There is a network variable called k which maintains equilibrium between efficiency and decentralization, by limiting the desirable number of pools appearing to ADA holders for delegation selection. K will start at around 100 and will ideally aim to be around 1000. As far as Cardano's framework is concerned, the majority of delegated ADA must go to those owners of pools that make it into the top k pools which are called competitive pools, and will be the only ones displayed in the staking-capable wallets. Those that don't make it into the top k will not be visible and are called dead pools. The stake pools that make the k do not have to go out and ask for ADA they will be saturated naturally, by design.
Even if every user were to run a node that was online all the time, it would be hard to keep all those nodes well enough in sync to avoid forks and still keep a short slot length. Our delegation design is aimed at keeping the number of nodes that produce a significant amount of blocks reasonably small (about 100 or 1000 nodes), so that effective communication between them is feasible. |
Saturation
To help prevent any single stake pool from growing too large, there is a mechanism to ensure pools saturate at a certain percentage of the total stake in the network. If any stake pool exceeds this percentage, then the rewards for that stake pool will no longer increase but will be shared among delegators, making the pool less desirable. This is 1/k (if k is 100, then pool rewards are capped at 1%) and is discussed in this incentives paper.
Pledge
The pledge variable makes the separation of operator and owner(s) possible, maximising the number of pool owners within k. It's an elegant solution that enables Cardano to reach its k target of 1,000 public pools while encouraging those with limited Ada to pool their holdings and pledge to a pool operator, thus maximizing the diversification of pool owners while maintaining network efficiency. The Incentivised Testnet has the concept of pledging, whereby stake pool operators delegate their personal stake to their pool and register a pledge address when they register the stake pool with the Cardano Foundation. Pledging is not currently enforced by the network protocol (although it may be in the future) and functions to increase the attractiveness of a pool, meaning that other delegators are more likely to delegate to that pool. The person(s) who pledges to the pool is called the pool owner. Pledging follows the same process as delegation.
The effect that the pledged amount has on a pool's desirability is determined by a network parameter called a0. An a0 value of zero would mean that the pledged amount has no effect on rewards at all, and a high value like 0.5 gives pools with large pledges are big advantage. This is explained on detail in the article Preventing Sybil Attacks.
Private pools
In section 4.1 (Stake Pool Registration) of the Staking Design Specification, it says that publicly announcing a stake pool for other people to delegate to requires two steps: posting a stake pool registration certificate to the blockchain, and providing pool metadata, additional information about the pool. The certificate contains all the information that is relevant for the execution of the protocol (public key hashes, cost, margin, and pledge) as well as the content hash of the metadata, while the metadata will be displayed to end users by their wallet. For specifics about the metadata, see Section 4.2. If no metadata is provided, the stake pool is considered a private pool, and will not be displayed in wallets.
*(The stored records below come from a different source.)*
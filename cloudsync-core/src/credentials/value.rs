//! Authentication material and the mechanisms that issue it.

use serde::{Deserialize, Serialize};
use zeroize::{Zeroize, ZeroizeOnDrop, Zeroizing};

/// Mechanism that produced a set of credentials.
///
/// Serialized with the provider-name tags used in cache files. Unrecognized
/// tags read back as [`CredentialOrigin::Unknown`].
#[derive(Debug, Clone, Copy, PartialEq, Eq, Hash, Serialize, Deserialize)]
pub enum CredentialOrigin {
    /// Temporary credentials from an assumed-role exchange
    #[serde(rename = "AssumeRoleProvider")]
    AssumeRole,
    /// Long-lived keys supplied directly
    #[serde(rename = "StaticProvider")]
    Static,
    /// Keys read from environment variables
    #[serde(rename = "EnvProvider")]
    Environment,
    /// Keys read from a shared credentials file
    #[serde(rename = "SharedCredentialsProvider")]
    SharedProfile,
    /// Keys served by the instance metadata endpoint
    #[serde(rename = "EC2RoleProvider")]
    InstanceRole,
    /// Any other mechanism
    #[serde(other)]
    Unknown,
}

impl CredentialOrigin {
    /// Whether credentials of this origin are persisted to the disk cache.
    ///
    /// Only assumed-role exchanges are cached: they are slow, rate limited
    /// and may require interactive MFA.
    pub fn is_cacheable(self) -> bool {
        matches!(self, Self::AssumeRole)
    }

    /// Provider-name tag used in cache files.
    pub fn provider_name(self) -> &'static str {
        match self {
            Self::AssumeRole => "AssumeRoleProvider",
            Self::Static => "StaticProvider",
            Self::Environment => "EnvProvider",
            Self::SharedProfile => "SharedCredentialsProvider",
            Self::InstanceRole => "EC2RoleProvider",
            Self::Unknown => "Unknown",
        }
    }
}

impl std::fmt::Display for CredentialOrigin {
    fn fmt(&self, f: &mut std::fmt::Formatter<'_>) -> std::fmt::Result {
        f.write_str(self.provider_name())
    }
}

/// Access key, secret key and session token, zeroed on drop.
///
/// # Example
///
/// ```rust
/// use cloudsync_core::credentials::{CredentialOrigin, Credentials};
///
/// let creds = Credentials::new("AKIDEXAMPLE", "wJalrXUtnFEMI", None, CredentialOrigin::Static);
/// assert_eq!(creds.access_key_id(), "AKIDEXAMPLE");
/// assert!(creds.session_token().is_none());
/// assert!(!format!("{:?}", creds).contains("wJalrXUtnFEMI"));
/// ```
#[derive(Clone, PartialEq, Eq, Zeroize, ZeroizeOnDrop, Serialize, Deserialize)]
pub struct Credentials {
    #[serde(rename = "AccessKeyID")]
    access_key_id: Zeroizing<String>,
    #[serde(rename = "SecretAccessKey")]
    secret_access_key: Zeroizing<String>,
    #[serde(rename = "SessionToken", default)]
    session_token: Zeroizing<String>,
    #[serde(rename = "ProviderName")]
    #[zeroize(skip)]
    origin: CredentialOrigin,
}

impl Credentials {
    /// Creates credentials issued by `origin`.
    pub fn new(
        access_key_id: impl Into<String>,
        secret_access_key: impl Into<String>,
        session_token: Option<String>,
        origin: CredentialOrigin,
    ) -> Self {
        Self {
            access_key_id: Zeroizing::new(access_key_id.into()),
            secret_access_key: Zeroizing::new(secret_access_key.into()),
            session_token: Zeroizing::new(session_token.unwrap_or_default()),
            origin,
        }
    }

    pub fn access_key_id(&self) -> &str {
        &self.access_key_id
    }

    pub fn secret_access_key(&self) -> &str {
        &self.secret_access_key
    }

    /// Session token, if the credentials are temporary.
    pub fn session_token(&self) -> Option<&str> {
        Some(self.session_token.as_str()).filter(|token| !token.is_empty())
    }

    pub fn origin(&self) -> CredentialOrigin {
        self.origin
    }
}

impl std::fmt::Debug for Credentials {
    fn fmt(&self, f: &mut std::fmt::Formatter<'_>) -> std::fmt::Result {
        f.debug_struct("Credentials")
            .field("access_key_id", &"****")
            .field("secret_access_key", &"****")
            .field("has_session_token", &self.session_token().is_some())
            .field("origin", &self.origin)
            .finish()
    }
}

#[cfg(test)]
mod tests {
    use super::*;

    #[test]
    fn test_only_assume_role_is_cacheable() {
        assert!(CredentialOrigin::AssumeRole.is_cacheable());
        for origin in [
            CredentialOrigin::Static,
            CredentialOrigin::Environment,
            CredentialOrigin::SharedProfile,
            CredentialOrigin::InstanceRole,
            CredentialOrigin::Unknown,
        ] {
            assert!(!origin.is_cacheable(), "{} must not be cached", origin);
        }
    }

    #[test]
    fn test_origin_tags() {
        let json = serde_json::to_string(&CredentialOrigin::AssumeRole).unwrap();
        assert_eq!(json, "\"AssumeRoleProvider\"");

        let origin: CredentialOrigin = serde_json::from_str("\"EnvProvider\"").unwrap();
        assert_eq!(origin, CredentialOrigin::Environment);

        let origin: CredentialOrigin = serde_json::from_str("\"SSOProvider\"").unwrap();
        assert_eq!(origin, CredentialOrigin::Unknown);
    }

    #[test]
    fn test_debug_redacts_secrets() {
        let creds = Credentials::new(
            "AKIDEXAMPLE",
            "wJalrXUtnFEMI",
            Some("FwoGZXIvYXdzEBY".to_string()),
            CredentialOrigin::AssumeRole,
        );
        let debug = format!("{:?}", creds);

        assert!(!debug.contains("AKIDEXAMPLE"));
        assert!(!debug.contains("wJalrXUtnFEMI"));
        assert!(!debug.contains("FwoGZXIvYXdzEBY"));
        assert!(debug.contains("AssumeRole"));
    }

    #[test]
    fn test_session_token() {
        let creds = Credentials::new("id", "secret", Some(String::new()), CredentialOrigin::Static);
        assert!(creds.session_token().is_none());

        let creds = Credentials::new("id", "secret", Some("token".to_string()), CredentialOrigin::Static);
        assert_eq!(creds.session_token(), Some("token"));
    }

    #[test]
    fn test_wire_field_names() {
        let creds = Credentials::new("id", "secret", None, CredentialOrigin::AssumeRole);
        let value = serde_json::to_value(&creds).unwrap();

        assert_eq!(value["AccessKeyID"], "id");
        assert_eq!(value["SecretAccessKey"], "secret");
        assert_eq!(value["SessionToken"], "");
        assert_eq!(value["ProviderName"], "AssumeRoleProvider");
    }
}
Also in Section 3.4.5 it says that usually, the stake pool operator and owner will be the same person, but a stake pool can also have multiple owners. This is to allow people to coordinate and form a stake pool even if none of them had enough stake on their own to make a pledge that would make the stake pool competitive.
And finally in Section 4.6 (Individual Staking) is says stakeholders should not be forced to delegate their stake to a pool. Instead, they should have the option of running their own node, using their own stake. Technically, such stakeholders will create a private pool, which is just a stake pool with margin m = 1 (i.e. operators take 100% of the profit), and without providing metadata. Such pools will pay all rewards to the pool operator (which is not a special rule, but just the effect of having a margin of 1), and they will not be shown in the stake pool directory in Daedalus (although even if they were, they would always be listed at the very bottom, since they would not promise any rewards to their members).
We had looked at other options that would not require individual stakeholders to register a pool, but they either complicated the design, or made it possible for free riders to contribute stake and get a share of the rewards by using suitably chosen addresses. The mechanism of private pools adds no additional complexity to the delegation system (the only added work is to suppress their listing in Daedalus). Optionally, the front-end could even set up (and retire) a private pool at the press of a button, but this is not a must-have feature for the initial release.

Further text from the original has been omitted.